06.04.2018 – Instituição bancária não é responsável por prejuízo de vítima de golpe do boleto

Receber boleto bancário por e-mail pode parecer algo inofensivo, mas é bom ter cuidado. No meio das contas verdadeiras, podem aparecer as falsas. É o chamado golpe do boleto. Por isso, é preciso confirmar os dados antes de pagar. No Sul do país, um cliente caiu no golpe e processou o banco. Mas para o Tribunal Regional Federal da 4ª Região, a instituição bancária não tem responsabilidade, já que não emitiu e nem enviou o boleto ao cliente. Apenas efetuou o pagamento sem nenhum ato irregular. A reportagem é de Marcelo Magalhães.
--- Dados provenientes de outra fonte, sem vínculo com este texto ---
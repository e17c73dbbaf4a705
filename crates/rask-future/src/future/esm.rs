// SPDX-License-Identifier: (MIT OR Apache-2.0)
//! Externally-storage-managed future: the caller owns the storage.
//!
//! The caller owns the storage (a `FutureEsm` lives on the caller's stack or
//! in a caller-owned struct) and passes it by reference to the server. The
//! distinguishing feature over the ISM flavor is `cancel()`'s client/server
//! rendezvous, which must call out to the server *without* holding the
//! future's monitor — otherwise a server simultaneously trying to `deliver`
//! would deadlock against the cancelling client.

use crate::error::{Cause, FutureError};
use crate::notify::{Notify, Selectee};

use super::base::{BaseFuture, EsmCancelCode};

use std::sync::Arc;

/// Capability the server wires into a `FutureEsm` to support synchronous
/// cancellation.
///
/// `cancel()` is called with no locks held and must return `true` only if
/// the server guarantees no further `deliver`/`exception` will occur for
/// this computation.
pub trait ServerCancel: Send + Sync {
    fn cancel(&self) -> bool;
}

/// Default `ServerData` for a `FutureEsm` whose producer offers no
/// synchronous cancel hook — every `cancel()` call falls through to
/// waiting for the eventual delivery-as-cancellation race.
#[derive(Default, Clone, Copy)]
pub struct NoServerCancel;

impl ServerCancel for NoServerCancel {
    fn cancel(&self) -> bool {
        false
    }
}

/// Caller-owned, single-assignment future with a client-driven cancel
/// protocol.
pub struct FutureEsm<T, S: ServerCancel = NoServerCancel> {
    base: BaseFuture<T>,
    /// Information needed by the server to cancel its computation.
    pub server_data: S,
}

impl<T: Clone, S: ServerCancel + Default> FutureEsm<T, S> {
    pub fn new() -> Self {
        FutureEsm {
            base: BaseFuture::new(),
            server_data: S::default(),
        }
    }
}

impl<T: Clone, S: ServerCancel + Default> Default for FutureEsm<T, S> {
    fn default() -> Self {
        Self::new()
    }
}

impl<T: Clone, S: ServerCancel> FutureEsm<T, S> {
    pub fn with_server_data(server_data: S) -> Self {
        FutureEsm {
            base: BaseFuture::new(),
            server_data,
        }
    }

    pub fn available(&self) -> bool {
        self.base.is_available()
    }

    pub fn cancelled(&self) -> bool {
        self.base.is_cancelled()
    }

    /// Blocking access.
    pub fn get(&self) -> Result<T, FutureError> {
        self.base.get()
    }

    /// Post-wait access.
    pub fn peek(&self) -> Result<T, FutureError> {
        self.base.peek()
    }

    /// `reset()` — legal only with no waiters and no registered selectors.
    pub fn reset(&self) {
        self.base.reset();
    }

    /// Make a value available. A racing cancel finalizes as cancelled
    /// instead.
    pub fn deliver(&self, value: T) -> bool {
        self.base.esm_deliver(value)
    }

    /// Install an exception.
    pub fn exception(&self, cause: Cause) -> bool {
        self.base.esm_exception(cause)
    }

    /// Client-initiated cancel.
    ///
    /// Contacts the server outside the future's monitor to avoid deadlock
    /// against a concurrent `deliver`.
    pub fn cancel(&self) {
        match self.base.esm_check_cancel() {
            EsmCancelCode::NoOp => {}
            EsmCancelCode::WaitForOther => self.base.esm_wait_if_in_progress(),
            EsmCancelCode::WeAreFirst => {
                if self.server_data.cancel() {
                    #[cfg(feature = "tracing")]
                    tracing::trace!("esm cancel: client won the race");
                    self.base.esm_finalize_cancel_won();
                } else {
                    #[cfg(feature = "tracing")]
                    tracing::trace!("esm cancel: server refused, waiting for delivery");
                    self.base.esm_wait_if_in_progress();
                }
            }
        }
    }
}

impl<T, S: ServerCancel> Drop for FutureEsm<T, S> {
    fn drop(&mut self) {
        self.base.assert_no_registered_selectors_on_drop();
    }
}

/// Borrowed adapter letting a `&FutureEsm` act as a `Selectee`: the ESM
/// wait queue wraps raw future pointers in a helper that forwards the
/// capability set.
pub struct EsmSelectee<'a, T, S: ServerCancel> {
    future: &'a FutureEsm<T, S>,
}

impl<'a, T, S: ServerCancel> EsmSelectee<'a, T, S> {
    pub fn new(future: &'a FutureEsm<T, S>) -> Self {
        EsmSelectee { future }
    }
}

impl<'a, T, S: ServerCancel> Clone for EsmSelectee<'a, T, S> {
    fn clone(&self) -> Self {
        EsmSelectee {
            future: self.future,
        }
    }
}

impl<'a, T: Clone + Send + Sync, S: ServerCancel> Selectee for EsmSelectee<'a, T, S> {
    fn is_available(&self) -> bool {
        self.future.available()
    }

    fn add_select(&self, target: Arc<dyn Notify>) -> bool {
        self.future.base.add_select(target)
    }

    fn remove_select(&self, target: &Arc<dyn Notify>) {
        self.future.base.remove_select(target)
    }

    fn identity(&self) -> usize {
        self.future as *const FutureEsm<T, S> as usize
    }
}

#[cfg(test)]
mod tests {
    use super::*;
    use std::sync::atomic::{AtomicBool, Ordering};
    use std::sync::Arc;
    use std::thread;

    struct AlwaysCancels;
    impl ServerCancel for AlwaysCancels {
        fn cancel(&self) -> bool {
            true
        }
    }

    struct NeverCancelsSynchronously {
        delivered: Arc<AtomicBool>,
    }
    impl ServerCancel for NeverCancelsSynchronously {
        fn cancel(&self) -> bool {
            false
        }
    }

    #[test]
    fn cancel_before_delivery_wins() {
        let f: FutureEsm<i32, AlwaysCancels> = FutureEsm::with_server_data(AlwaysCancels);
        f.cancel();
        assert!(f.cancelled());
        assert!(matches!(f.get(), Err(FutureError::Cancelled)));
        // A late delivery attempt is simply ignored.
        assert!(!f.deliver(7));
    }

    #[test]
    fn delivery_before_cancel_wins() {
        let f: FutureEsm<i32> = FutureEsm::new();
        assert!(f.deliver(7));
        f.cancel(); // no-op: already available
        assert_eq!(f.get().unwrap(), 7);
    }

    #[test]
    fn cancel_races_delivery_server_loses() {
        // Server reports it could not synchronously stop the computation
        // (`cancel()` returns false), then delivers anyway while the
        // client's cancelInProgress window is open: the delivery must be
        // reinterpreted as cancellation.
        let delivered = Arc::new(AtomicBool::new(false));
        let f = Arc::new(FutureEsm::with_server_data(NeverCancelsSynchronously {
            delivered: delivered.clone(),
        }));

        // Force the "first canceller" path manually via the protocol.
        let f2 = f.clone();
        let server_thread = thread::spawn(move || {
            // Give the cancel() call time to set cancel_in_progress.
            thread::sleep(std::time::Duration::from_millis(10));
            f2.deliver(123);
        });
        f.cancel();
        server_thread.join().unwrap();
        assert!(f.cancelled());
        assert!(matches!(f.get(), Err(FutureError::Cancelled)));
    }

    #[test]
    fn second_canceller_waits_for_first() {
        let f = Arc::new(FutureEsm::<i32, AlwaysCancels>::with_server_data(
            AlwaysCancels,
        ));
        let f2 = f.clone();
        let racer = thread::spawn(move || {
            f2.cancel();
        });
        f.cancel();
        racer.join().unwrap();
        assert!(f.cancelled());
    }
}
O drama de ter uma doença que paralisa os movimentos do corpo. Uma situação que fica ainda mais difícil quando se descobre que o estoque desse medicamento, fornecido pelo governo acabou. A repórter Letícia Lagoa mostra que, em São Paulo, o filho de uma idosa com artrite levou o caso para os tribunais e lá ele garantiu o direito da mãe receber o remédio que custa R$ 7 mil para aliviar os sintomas da doença.

A Constituição Brasileira é clara: saúde é direito de todos e dever do Estado. Mas o país está longe de cumprir essa obrigação, mesmo gastando R$ 18 bilhões por ano para comprar remédios. Quando não consegue na rede pública o medicamento que precisa, o paciente é obrigado a recorrer às farmácias e, muitas vezes, se assusta com os preços. A repórter Roberta Nunes mostra que uma indústria farmacêutica tentou mudar a categoria de um remédio, levando ele à classificação de alto custo, o que elevaria também o preço. Mas de acordo com a decisão do Tribunal Regional Federal da 1ª Região, a indústria não conseguiu comprovar todos os requisitos para justificar essa alteração.

Traduzir a receita médica, preparar os remédios, aplicar injeção. A presença do farmacêutico em uma farmácia é essencial. Tanto que há mais de 40 anos as drogarias são obrigadas a ter farmacêutico durante todo o expediente. Isso é lei no Brasil. Mas o sindicato dos donos de farmácias de Pernambuco questionou essa norma na Justiça. O pedido foi negado pelo Tribunal Regional Federal da 5ª Região. Com a decisão, as farmácias serão obrigadas a contratar mais profissionais.